Data to process:
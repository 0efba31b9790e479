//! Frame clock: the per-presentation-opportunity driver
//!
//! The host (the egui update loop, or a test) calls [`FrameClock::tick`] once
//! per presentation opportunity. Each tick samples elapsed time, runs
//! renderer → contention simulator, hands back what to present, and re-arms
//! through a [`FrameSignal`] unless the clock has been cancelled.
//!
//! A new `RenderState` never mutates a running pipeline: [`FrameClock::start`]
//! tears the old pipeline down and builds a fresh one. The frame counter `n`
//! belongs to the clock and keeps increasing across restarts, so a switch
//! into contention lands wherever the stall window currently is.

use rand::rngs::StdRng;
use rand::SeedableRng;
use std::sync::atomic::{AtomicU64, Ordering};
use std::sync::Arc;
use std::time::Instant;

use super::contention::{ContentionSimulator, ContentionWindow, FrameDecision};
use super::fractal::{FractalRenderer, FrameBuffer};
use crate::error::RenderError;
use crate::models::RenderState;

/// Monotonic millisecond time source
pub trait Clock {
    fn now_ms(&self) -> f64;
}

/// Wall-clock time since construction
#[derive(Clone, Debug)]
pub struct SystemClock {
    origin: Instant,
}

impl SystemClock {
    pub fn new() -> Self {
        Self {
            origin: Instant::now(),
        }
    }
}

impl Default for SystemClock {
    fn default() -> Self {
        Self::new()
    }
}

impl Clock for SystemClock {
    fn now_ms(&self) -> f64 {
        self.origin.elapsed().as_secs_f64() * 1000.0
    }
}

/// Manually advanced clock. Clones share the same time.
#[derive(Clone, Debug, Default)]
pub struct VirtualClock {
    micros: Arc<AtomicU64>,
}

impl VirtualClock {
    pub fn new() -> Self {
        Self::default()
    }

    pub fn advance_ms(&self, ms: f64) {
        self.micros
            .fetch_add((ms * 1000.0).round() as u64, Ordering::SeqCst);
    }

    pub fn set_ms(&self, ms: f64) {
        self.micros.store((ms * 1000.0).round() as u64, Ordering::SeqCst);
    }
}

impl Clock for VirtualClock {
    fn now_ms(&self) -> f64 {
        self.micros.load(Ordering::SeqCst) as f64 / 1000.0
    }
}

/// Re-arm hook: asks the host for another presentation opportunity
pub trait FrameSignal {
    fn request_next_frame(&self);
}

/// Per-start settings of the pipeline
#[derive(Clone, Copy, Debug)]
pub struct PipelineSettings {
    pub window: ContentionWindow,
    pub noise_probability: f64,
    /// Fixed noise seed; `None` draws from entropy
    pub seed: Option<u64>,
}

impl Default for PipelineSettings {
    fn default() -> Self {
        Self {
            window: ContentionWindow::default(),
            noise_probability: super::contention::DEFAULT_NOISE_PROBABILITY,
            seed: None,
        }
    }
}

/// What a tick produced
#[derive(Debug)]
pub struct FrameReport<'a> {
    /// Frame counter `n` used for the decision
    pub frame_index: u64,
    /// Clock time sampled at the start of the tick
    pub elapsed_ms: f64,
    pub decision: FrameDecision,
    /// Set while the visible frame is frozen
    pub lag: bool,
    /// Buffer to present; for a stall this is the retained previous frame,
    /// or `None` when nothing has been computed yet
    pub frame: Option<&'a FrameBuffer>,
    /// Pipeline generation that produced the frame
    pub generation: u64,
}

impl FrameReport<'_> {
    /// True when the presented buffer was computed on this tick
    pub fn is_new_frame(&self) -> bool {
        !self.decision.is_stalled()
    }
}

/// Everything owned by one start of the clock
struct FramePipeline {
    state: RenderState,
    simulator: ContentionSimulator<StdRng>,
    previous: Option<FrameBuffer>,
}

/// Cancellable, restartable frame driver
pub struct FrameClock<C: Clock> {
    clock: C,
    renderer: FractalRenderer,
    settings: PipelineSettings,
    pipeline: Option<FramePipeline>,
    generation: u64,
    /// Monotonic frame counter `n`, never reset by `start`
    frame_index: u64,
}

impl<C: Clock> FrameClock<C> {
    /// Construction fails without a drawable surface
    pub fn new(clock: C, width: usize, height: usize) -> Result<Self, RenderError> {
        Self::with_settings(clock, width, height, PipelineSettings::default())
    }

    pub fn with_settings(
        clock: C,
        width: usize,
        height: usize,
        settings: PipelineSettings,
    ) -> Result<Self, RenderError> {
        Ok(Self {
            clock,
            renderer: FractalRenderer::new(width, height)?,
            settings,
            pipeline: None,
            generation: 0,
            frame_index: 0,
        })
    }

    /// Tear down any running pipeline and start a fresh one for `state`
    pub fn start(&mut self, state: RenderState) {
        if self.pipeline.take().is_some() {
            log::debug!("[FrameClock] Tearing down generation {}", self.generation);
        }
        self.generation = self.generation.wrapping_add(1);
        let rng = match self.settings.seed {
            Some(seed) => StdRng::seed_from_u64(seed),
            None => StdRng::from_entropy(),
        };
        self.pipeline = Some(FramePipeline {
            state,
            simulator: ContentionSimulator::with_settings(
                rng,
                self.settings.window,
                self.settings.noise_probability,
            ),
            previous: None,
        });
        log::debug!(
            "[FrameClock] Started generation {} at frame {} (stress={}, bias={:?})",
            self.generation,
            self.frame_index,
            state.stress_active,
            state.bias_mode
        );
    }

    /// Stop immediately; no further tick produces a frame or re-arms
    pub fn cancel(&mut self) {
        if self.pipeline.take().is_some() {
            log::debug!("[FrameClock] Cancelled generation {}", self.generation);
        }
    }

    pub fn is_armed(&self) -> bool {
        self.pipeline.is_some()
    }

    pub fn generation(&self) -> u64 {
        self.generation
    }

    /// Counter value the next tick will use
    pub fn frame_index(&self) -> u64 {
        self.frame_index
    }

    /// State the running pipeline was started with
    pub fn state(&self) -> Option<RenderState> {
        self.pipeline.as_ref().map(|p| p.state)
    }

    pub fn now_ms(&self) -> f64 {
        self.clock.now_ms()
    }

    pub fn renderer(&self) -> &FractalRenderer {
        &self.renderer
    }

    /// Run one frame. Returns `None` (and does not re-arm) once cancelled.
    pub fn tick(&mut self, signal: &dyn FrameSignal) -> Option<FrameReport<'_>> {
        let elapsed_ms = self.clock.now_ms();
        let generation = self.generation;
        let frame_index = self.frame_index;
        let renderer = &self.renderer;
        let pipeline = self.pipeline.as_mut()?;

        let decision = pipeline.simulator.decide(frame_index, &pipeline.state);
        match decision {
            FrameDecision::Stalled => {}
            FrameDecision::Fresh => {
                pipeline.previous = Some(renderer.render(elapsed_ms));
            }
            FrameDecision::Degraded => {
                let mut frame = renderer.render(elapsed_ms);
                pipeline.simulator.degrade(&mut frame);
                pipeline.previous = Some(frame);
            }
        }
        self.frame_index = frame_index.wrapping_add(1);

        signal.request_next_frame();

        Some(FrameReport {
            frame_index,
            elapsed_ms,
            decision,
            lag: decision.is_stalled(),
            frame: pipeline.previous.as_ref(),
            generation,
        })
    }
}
--
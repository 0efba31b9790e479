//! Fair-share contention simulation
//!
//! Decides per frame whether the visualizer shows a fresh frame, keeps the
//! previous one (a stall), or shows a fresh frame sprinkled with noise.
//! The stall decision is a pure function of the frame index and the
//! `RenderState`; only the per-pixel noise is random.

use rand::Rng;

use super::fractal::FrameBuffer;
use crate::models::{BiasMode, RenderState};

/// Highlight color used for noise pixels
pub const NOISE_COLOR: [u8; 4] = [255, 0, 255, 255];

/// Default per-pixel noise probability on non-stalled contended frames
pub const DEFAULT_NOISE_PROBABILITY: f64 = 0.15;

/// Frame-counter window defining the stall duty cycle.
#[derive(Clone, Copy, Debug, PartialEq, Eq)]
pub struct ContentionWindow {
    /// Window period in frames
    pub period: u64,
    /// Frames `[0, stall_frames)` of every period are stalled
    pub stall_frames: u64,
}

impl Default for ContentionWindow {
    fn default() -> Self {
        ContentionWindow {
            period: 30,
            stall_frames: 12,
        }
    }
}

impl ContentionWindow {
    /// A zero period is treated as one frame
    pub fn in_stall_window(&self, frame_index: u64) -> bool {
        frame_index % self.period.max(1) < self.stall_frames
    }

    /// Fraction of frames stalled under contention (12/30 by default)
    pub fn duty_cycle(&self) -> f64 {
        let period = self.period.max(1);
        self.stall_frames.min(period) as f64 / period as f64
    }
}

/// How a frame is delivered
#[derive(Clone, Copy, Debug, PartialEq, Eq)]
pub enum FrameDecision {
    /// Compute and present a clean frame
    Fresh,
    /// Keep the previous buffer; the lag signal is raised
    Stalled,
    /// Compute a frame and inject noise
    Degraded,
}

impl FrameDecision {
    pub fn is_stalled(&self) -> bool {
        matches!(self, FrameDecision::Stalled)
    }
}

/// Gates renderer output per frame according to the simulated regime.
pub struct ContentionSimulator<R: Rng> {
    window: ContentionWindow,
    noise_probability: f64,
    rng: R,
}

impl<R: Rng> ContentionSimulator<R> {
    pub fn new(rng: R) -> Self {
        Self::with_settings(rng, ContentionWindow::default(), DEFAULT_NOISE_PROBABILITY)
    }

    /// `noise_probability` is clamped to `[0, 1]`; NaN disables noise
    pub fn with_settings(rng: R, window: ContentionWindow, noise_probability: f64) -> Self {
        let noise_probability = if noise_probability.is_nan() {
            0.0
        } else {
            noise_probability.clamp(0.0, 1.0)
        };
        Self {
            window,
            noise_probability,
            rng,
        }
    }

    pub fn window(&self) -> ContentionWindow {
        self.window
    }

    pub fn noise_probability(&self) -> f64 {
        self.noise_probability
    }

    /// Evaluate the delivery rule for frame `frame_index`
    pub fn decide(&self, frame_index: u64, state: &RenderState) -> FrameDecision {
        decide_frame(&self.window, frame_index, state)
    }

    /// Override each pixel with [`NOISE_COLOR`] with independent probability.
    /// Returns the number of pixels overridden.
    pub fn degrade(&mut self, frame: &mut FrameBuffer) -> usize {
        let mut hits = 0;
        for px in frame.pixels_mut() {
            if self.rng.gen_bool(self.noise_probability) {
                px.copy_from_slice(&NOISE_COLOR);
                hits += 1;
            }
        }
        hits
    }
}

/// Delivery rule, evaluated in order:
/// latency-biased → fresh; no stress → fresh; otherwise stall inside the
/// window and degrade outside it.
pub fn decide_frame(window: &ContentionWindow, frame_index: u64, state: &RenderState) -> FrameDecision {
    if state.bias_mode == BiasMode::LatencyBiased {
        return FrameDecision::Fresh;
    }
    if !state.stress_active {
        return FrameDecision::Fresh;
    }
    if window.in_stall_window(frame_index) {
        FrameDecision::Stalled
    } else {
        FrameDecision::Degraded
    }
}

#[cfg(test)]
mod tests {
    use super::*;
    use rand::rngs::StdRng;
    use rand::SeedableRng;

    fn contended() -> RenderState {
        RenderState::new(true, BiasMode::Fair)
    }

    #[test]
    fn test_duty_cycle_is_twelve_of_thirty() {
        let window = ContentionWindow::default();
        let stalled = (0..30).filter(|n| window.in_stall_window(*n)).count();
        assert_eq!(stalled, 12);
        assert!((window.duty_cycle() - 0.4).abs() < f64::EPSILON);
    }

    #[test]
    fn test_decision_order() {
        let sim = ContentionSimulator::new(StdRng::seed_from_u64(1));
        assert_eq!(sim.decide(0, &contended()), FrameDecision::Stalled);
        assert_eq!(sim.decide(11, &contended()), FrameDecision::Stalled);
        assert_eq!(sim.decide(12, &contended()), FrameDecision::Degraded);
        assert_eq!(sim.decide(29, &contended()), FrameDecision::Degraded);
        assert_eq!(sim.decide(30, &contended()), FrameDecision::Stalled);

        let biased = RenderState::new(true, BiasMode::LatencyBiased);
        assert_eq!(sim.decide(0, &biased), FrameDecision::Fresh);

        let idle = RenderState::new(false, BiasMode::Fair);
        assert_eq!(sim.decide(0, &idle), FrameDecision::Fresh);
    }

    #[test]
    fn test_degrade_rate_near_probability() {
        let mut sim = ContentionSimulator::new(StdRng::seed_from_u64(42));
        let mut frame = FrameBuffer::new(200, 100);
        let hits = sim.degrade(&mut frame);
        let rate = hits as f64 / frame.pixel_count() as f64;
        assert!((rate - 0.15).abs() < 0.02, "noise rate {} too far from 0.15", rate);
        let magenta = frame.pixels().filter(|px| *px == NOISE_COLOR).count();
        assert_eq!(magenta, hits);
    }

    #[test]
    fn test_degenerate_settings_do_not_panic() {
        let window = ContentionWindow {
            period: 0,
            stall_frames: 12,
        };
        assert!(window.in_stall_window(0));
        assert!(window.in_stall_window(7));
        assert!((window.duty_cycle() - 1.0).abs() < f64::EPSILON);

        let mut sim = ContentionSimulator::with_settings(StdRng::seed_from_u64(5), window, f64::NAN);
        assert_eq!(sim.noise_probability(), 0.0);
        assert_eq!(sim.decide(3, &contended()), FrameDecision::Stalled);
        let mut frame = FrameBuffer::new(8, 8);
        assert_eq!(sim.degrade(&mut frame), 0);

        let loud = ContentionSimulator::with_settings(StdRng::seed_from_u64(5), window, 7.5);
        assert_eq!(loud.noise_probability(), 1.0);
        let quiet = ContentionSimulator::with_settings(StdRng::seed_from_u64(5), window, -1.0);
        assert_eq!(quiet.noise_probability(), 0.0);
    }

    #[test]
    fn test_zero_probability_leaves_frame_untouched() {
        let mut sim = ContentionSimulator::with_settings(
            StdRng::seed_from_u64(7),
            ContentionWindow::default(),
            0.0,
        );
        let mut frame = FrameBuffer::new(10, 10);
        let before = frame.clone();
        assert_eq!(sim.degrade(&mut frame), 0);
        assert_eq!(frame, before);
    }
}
---
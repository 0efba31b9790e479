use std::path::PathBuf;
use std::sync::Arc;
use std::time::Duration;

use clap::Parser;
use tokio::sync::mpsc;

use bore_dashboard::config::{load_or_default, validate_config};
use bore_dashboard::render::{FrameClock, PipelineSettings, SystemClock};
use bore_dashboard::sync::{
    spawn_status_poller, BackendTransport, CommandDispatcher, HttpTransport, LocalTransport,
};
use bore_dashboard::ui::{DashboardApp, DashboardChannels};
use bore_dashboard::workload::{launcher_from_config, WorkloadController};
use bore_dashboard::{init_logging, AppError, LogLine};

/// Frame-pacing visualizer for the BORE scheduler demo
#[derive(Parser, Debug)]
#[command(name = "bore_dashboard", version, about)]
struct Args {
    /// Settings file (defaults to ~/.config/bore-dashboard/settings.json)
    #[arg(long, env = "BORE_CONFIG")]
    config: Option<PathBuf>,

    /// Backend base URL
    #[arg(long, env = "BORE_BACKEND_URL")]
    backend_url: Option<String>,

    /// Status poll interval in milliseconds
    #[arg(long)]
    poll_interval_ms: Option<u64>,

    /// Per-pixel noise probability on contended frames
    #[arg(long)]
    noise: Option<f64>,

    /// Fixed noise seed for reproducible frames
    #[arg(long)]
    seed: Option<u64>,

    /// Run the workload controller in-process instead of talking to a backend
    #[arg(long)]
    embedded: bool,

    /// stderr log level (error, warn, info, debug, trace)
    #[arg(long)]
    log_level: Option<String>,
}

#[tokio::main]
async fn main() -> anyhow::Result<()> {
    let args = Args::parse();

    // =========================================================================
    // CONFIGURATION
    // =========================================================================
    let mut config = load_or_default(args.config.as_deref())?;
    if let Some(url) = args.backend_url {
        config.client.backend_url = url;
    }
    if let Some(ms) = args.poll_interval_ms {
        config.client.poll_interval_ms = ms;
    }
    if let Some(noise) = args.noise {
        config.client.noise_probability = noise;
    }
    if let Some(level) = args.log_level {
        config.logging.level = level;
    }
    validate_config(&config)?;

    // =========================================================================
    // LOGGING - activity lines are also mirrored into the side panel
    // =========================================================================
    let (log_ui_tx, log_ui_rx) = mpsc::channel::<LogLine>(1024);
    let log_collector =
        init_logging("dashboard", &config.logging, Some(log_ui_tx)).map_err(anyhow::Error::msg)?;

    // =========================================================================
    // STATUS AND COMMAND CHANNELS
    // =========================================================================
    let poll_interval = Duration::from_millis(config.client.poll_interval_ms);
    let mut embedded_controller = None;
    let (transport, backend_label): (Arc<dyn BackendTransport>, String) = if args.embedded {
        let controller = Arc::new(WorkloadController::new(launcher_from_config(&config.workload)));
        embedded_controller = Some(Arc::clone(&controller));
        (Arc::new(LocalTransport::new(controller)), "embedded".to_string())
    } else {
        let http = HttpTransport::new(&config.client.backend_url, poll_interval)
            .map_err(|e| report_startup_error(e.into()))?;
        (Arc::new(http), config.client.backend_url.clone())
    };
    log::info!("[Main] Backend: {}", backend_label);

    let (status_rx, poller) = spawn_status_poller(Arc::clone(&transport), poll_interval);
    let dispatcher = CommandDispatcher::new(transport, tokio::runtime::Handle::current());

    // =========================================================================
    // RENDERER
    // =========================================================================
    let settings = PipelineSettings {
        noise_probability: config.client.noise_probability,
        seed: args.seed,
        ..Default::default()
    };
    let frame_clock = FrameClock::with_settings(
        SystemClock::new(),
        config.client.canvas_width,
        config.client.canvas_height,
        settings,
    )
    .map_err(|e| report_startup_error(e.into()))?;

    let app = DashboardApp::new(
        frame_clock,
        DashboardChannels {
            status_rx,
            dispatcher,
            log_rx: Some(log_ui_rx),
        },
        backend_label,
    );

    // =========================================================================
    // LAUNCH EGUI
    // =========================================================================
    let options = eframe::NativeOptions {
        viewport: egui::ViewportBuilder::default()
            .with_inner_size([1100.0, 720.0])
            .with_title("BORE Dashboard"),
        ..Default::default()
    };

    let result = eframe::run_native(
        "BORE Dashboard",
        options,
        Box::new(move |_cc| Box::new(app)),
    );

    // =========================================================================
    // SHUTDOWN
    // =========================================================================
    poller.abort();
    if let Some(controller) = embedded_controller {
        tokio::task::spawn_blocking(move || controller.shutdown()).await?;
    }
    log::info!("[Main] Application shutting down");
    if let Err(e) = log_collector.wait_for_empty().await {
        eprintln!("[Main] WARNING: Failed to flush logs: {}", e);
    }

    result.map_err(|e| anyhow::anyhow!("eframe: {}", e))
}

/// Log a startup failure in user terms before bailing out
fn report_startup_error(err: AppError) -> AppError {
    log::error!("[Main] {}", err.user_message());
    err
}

Exercise brief: What is asked for is an exact copy of the lines above from the one containing "pub fn new(rng: R)" through the one containing "Evaluate the delivery", and only those.

Task output:
    pub fn new(rng: R) -> Self {
        Self::with_settings(rng, ContentionWindow::default(), DEFAULT_NOISE_PROBABILITY)
    }

    /// `noise_probability` is clamped to `[0, 1]`; NaN disables noise
    pub fn with_settings(rng: R, window: ContentionWindow, noise_probability: f64) -> Self {
        let noise_probability = if noise_probability.is_nan() {
            0.0
        } else {
            noise_probability.clamp(0.0, 1.0)
        };
        Self {
            window,
            noise_probability,
            rng,
        }
    }

    pub fn window(&self) -> ContentionWindow {
        self.window
    }

    pub fn noise_probability(&self) -> f64 {
        self.noise_probability
    }

    /// Evaluate the delivery rule for frame `frame_index`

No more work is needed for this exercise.